3) Lightweight encoders : There are many computationally efficient backbone networks that can be used as encoders, such as MobileNet [32], ShuffleNet [33], and small versions of Xception [34]. MobileNetUse depthwise separable convolutions instead of standard convolutions, to reduce parameters and calculation amount. The inverse residual block in MobileNetV2 [35] mitigates the strong regularization effect of depthwise separable convolutions. ShuffleNet exploits the compactness of grouped convolutions and proposesChannel shuffling operations to facilitate information fusion between different groups. However, these networks contain a large number of depthwise separable convolutions and cannot be efficiently implemented on existing GPU architectures. Therefore, although ResNet-18 [27] has about six times the FLOPs of MobileNetV2 1.0×, the former has higher inference speed than the latter [21] on a single 1080Ti GPU. However, existing lightweight backbone networks may not be optimal for semantic segmentation as they are often over-tuned for image classification.

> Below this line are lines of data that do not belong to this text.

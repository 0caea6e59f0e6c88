//! Remote API client
//!
//! Thin wrapper over `reqwest` carrying the account credentials. Every
//! request sends the developer key as the `api_key` query parameter and,
//! when configured, the account access token as a bearer token.

use dcombine_common::config::ApiConfig;
use dcombine_common::{Error, Result};
use reqwest::{Client, Response};
use serde_json::Value;
use std::time::Duration;
use tracing::error;

/// Responses at or above this status end the current operation
pub const HTTP_FAIL_THRESHOLD: u16 = 400;

const USER_AGENT: &str = concat!("dcombine-sync/", env!("CARGO_PKG_VERSION"));

const DEFAULT_TIMEOUT: Duration = Duration::from_secs(60);

/// Status, reason and body of a failed request
#[derive(Debug, Clone, PartialEq, Eq)]
pub struct FetchFailure {
    pub status: u16,
    pub reason: String,
    pub body: String,
}

impl From<FetchFailure> for Error {
    fn from(f: FetchFailure) -> Self {
        Error::Fetch {
            status: f.status,
            reason: f.reason,
            body: f.body,
        }
    }
}

/// Authenticated client for the remote contacts API
#[derive(Clone)]
pub struct ApiClient {
    http_client: Client,
    base_uri: String,
    api_key: String,
    access_token: Option<String>,
}

impl ApiClient {
    pub fn new(config: &ApiConfig) -> Result<Self> {
        let api_key = config
            .api_key
            .clone()
            .ok_or_else(|| Error::Config("API key not configured".to_string()))?;

        let http_client = Client::builder()
            .user_agent(USER_AGENT)
            .timeout(DEFAULT_TIMEOUT)
            .build()
            .map_err(|e| Error::Http(e.to_string()))?;

        Ok(Self {
            http_client,
            base_uri: config.base_uri.trim_end_matches('/').to_string(),
            api_key,
            access_token: config.access_token.clone(),
        })
    }

    pub fn api_key(&self) -> &str {
        &self.api_key
    }

    /// Absolute URL for an API path or continuation link
    pub fn url(&self, path: &str) -> String {
        format!("{}{}", self.base_uri, path)
    }

    /// GET `path` with `params`; the API key is always appended
    pub async fn get(&self, path: &str, params: &[(&str, String)]) -> Result<Response> {
        let mut request = self
            .http_client
            .get(self.url(path))
            .query(&[("api_key", self.api_key.as_str())])
            .query(params);
        if let Some(token) = &self.access_token {
            request = request.bearer_auth(token);
        }
        request.send().await.map_err(|e| Error::Http(e.to_string()))
    }

    /// POST a JSON body to `path` with `params`; the API key is always appended
    pub async fn post_json(&self, path: &str, params: &[(&str, String)], body: &Value) -> Result<Response> {
        let mut request = self
            .http_client
            .post(self.url(path))
            .query(&[("api_key", self.api_key.as_str())])
            .query(params)
            .json(body);
        if let Some(token) = &self.access_token {
            request = request.bearer_auth(token);
        }
        request.send().await.map_err(|e| Error::Http(e.to_string()))
    }
}

/// Split a response into its JSON body or the failure it reports
///
/// Failures are logged here with status, reason and body.
pub async fn read_json(response: Response) -> Result<std::result::Result<Value, FetchFailure>> {
    let status = response.status();
    if status.as_u16() >= HTTP_FAIL_THRESHOLD {
        let failure = FetchFailure {
            status: status.as_u16(),
            reason: status.canonical_reason().unwrap_or("").to_string(),
            body: response.text().await.unwrap_or_default(),
        };
        error!(
            status = failure.status,
            "Attempt to harvest encountered {}: {}: {}",
            failure.status,
            failure.reason,
            failure.body
        );
        return Ok(Err(failure));
    }

    let body = response
        .json::<Value>()
        .await
        .map_err(|e| Error::Http(format!("Invalid JSON response: {}", e)))?;
    Ok(Ok(body))
}

#[cfg(test)]
mod tests {
    use super::*;

    fn config(key: Option<&str>) -> ApiConfig {
        ApiConfig {
            base_uri: "http://127.0.0.1:9/".to_string(),
            api_key: key.map(String::from),
            access_token: None,
        }
    }

    #[test]
    fn test_requires_api_key() {
        assert!(matches!(ApiClient::new(&config(None)), Err(Error::Config(_))));
    }

    #[test]
    fn test_url_joins_without_double_slash() {
        let client = ApiClient::new(&config(Some("k"))).unwrap();
        assert_eq!(client.url("/v2/lists"), "http://127.0.0.1:9/v2/lists");
        assert_eq!(client.api_key(), "k");
    }

    #[test]
    fn test_fetch_failure_converts_to_fetch_error() {
        let err: Error = FetchFailure { status: 503, reason: "Service Unavailable".into(), body: "down".into() }.into();
        assert_eq!(err.kind(), dcombine_common::ErrorKind::FetchFailure);
    }
}
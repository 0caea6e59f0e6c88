//! List membership persistence (contact x list with per-membership status)

use dcombine_common::Result;
use sqlx::{Row, SqliteConnection, SqlitePool};
use uuid::Uuid;

/// What `upsert_membership` did
#[derive(Debug, Clone, Copy, PartialEq, Eq)]
pub enum MembershipChange {
    Created,
    Updated,
    Unchanged,
}

/// Create the membership, or update its status in place when it differs
pub async fn upsert_membership(
    conn: &mut SqliteConnection,
    contact_id: Uuid,
    list_id: Uuid,
    status: &str,
) -> Result<MembershipChange> {
    let existing: Option<String> =
        sqlx::query_scalar("SELECT status FROM list_memberships WHERE contact_id = ? AND list_id = ?")
            .bind(contact_id.to_string())
            .bind(list_id.to_string())
            .fetch_optional(&mut *conn)
            .await?;

    match existing {
        Some(current) if current == status => Ok(MembershipChange::Unchanged),
        Some(_) => {
            sqlx::query("UPDATE list_memberships SET status = ? WHERE contact_id = ? AND list_id = ?")
                .bind(status)
                .bind(contact_id.to_string())
                .bind(list_id.to_string())
                .execute(&mut *conn)
                .await?;
            Ok(MembershipChange::Updated)
        }
        None => {
            sqlx::query(
                "INSERT INTO list_memberships (guid, contact_id, list_id, status) VALUES (?, ?, ?, ?)",
            )
            .bind(Uuid::new_v4().to_string())
            .bind(contact_id.to_string())
            .bind(list_id.to_string())
            .bind(status)
            .execute(&mut *conn)
            .await?;
            Ok(MembershipChange::Created)
        }
    }
}

/// `(list remote id, status code)` for each list the contact belongs to
pub async fn load_contact_memberships(pool: &SqlitePool, contact_id: Uuid) -> Result<Vec<(i64, String)>> {
    let rows = sqlx::query(
        r#"
        SELECT l.cc_id, m.status
        FROM list_memberships m
        JOIN remote_lists l ON l.guid = m.list_id
        WHERE m.contact_id = ?
        ORDER BY l.cc_id
        "#,
    )
    .bind(contact_id.to_string())
    .fetch_all(pool)
    .await?;

    Ok(rows
        .iter()
        .map(|row| (row.get("cc_id"), row.get("status")))
        .collect())
}

#[cfg(test)]
mod tests {
    use super::*;
    use crate::db::contacts::{insert_contact, Contact};
    use crate::db::lists::{save_list, RemoteList};
    use crate::models::field_map::CONTACT;
    use serde_json::json;
    use sqlx::sqlite::SqlitePoolOptions;

    #[tokio::test]
    async fn test_upsert_membership_transitions() {
        let pool = SqlitePoolOptions::new()
            .max_connections(1)
            .connect("sqlite::memory:")
            .await
            .unwrap();
        dcombine_common::db::init_schema(&pool).await.unwrap();

        let row = CONTACT
            .map_record(&json!({"id": 3, "created_date": "2012-01-01T00:00:00Z", "modified_date": "2012-01-01T00:00:00Z"}))
            .unwrap();
        let contact = Contact::from_row(&row, String::new(), None).unwrap();
        let list = RemoteList::new(
            11,
            "Board".to_string(),
            "AC",
            "2012-01-01T00:00:00.000Z".to_string(),
            "2012-01-01T00:00:00.000Z".to_string(),
        );

        let mut conn = pool.acquire().await.unwrap();
        insert_contact(&mut conn, &contact).await.unwrap();
        save_list(&mut conn, &list).await.unwrap();

        let change = upsert_membership(&mut conn, contact.guid, list.guid, "AC").await.unwrap();
        assert_eq!(change, MembershipChange::Created);
        let change = upsert_membership(&mut conn, contact.guid, list.guid, "AC").await.unwrap();
        assert_eq!(change, MembershipChange::Unchanged);
        let change = upsert_membership(&mut conn, contact.guid, list.guid, "HI").await.unwrap();
        assert_eq!(change, MembershipChange::Updated);
        drop(conn);

        let memberships = load_contact_memberships(&pool, contact.guid).await.unwrap();
        assert_eq!(memberships, vec![(11, "HI".to_string())]);
    }
}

C. Context extraction module

In semantic segmentation, another key is how to capture richer contextual information. Atrous Spatial Pyramid Pooling (ASPP) [9] consists of parallel atrous convolutional layers with different sampling rates, which can focus on multi-scale contextual information. The Pyramid Pooling Module (PPM) [11] implements pyramid pooling before the convolutional layer and is more computationally efficient than ASPP. Different from the local characteristics of convolution kernels, the self-attention mechanism is good at capturing global dependencies. Therefore, Dual Attention Network (DANet) [36] exploits the advantages of position attention and channel attention to further improve feature representation. Object Context Network (OCNet) [37] utilizes a self-attention mechanism to explore object context, i.e., a set of pixels belonging to the same object category. The authors of CCNet [38] proposed a cross-attention mechanism to improve memory usage and computational efficiency. However, these context extraction modules are designed and implemented for high-resolution feature maps, which is too time-consuming for lightweight models. We take low-resolution feature maps as input and enhance the PPM module by adding more scales and deep feature aggregation. When appended to the end of the low-resolution branch, our proposed module exhibits better performance on top of OCNet’s PPM and Base-OC modules.

3. Method

This section describes the entire process, which consists of two main components: a deep dual-resolution network and a deep aggregation pyramid pooling module.

A. Deep dual-resolution network

For convenience, we can add an additional high-resolution branch on a widely used classification backbone network such as ResNet. To strike a balance between resolution and inference speed, we let the high-resolution branch create feature maps with a resolution of 1/8 of the input image resolution. Therefore, the high-resolution branch is appended to the end of the conv3 stage. It should be noted that the high-resolution branch does not contain any downsampling operations and corresponds one-to-one with the low-resolution branch to form a deep high-resolution representation. Then, multiple bilateral feature fusions can be performed at different stages to fully integrate spatial information and semantic information.

Table I Architecture of DDRNet-23-SLIM and DDRNet-39 on Imagenet. 'CONV4×r' means CONV4 is repeated r times. For DDRNet-23-SLIM, r = 1; for DDRNet-39, r = 2.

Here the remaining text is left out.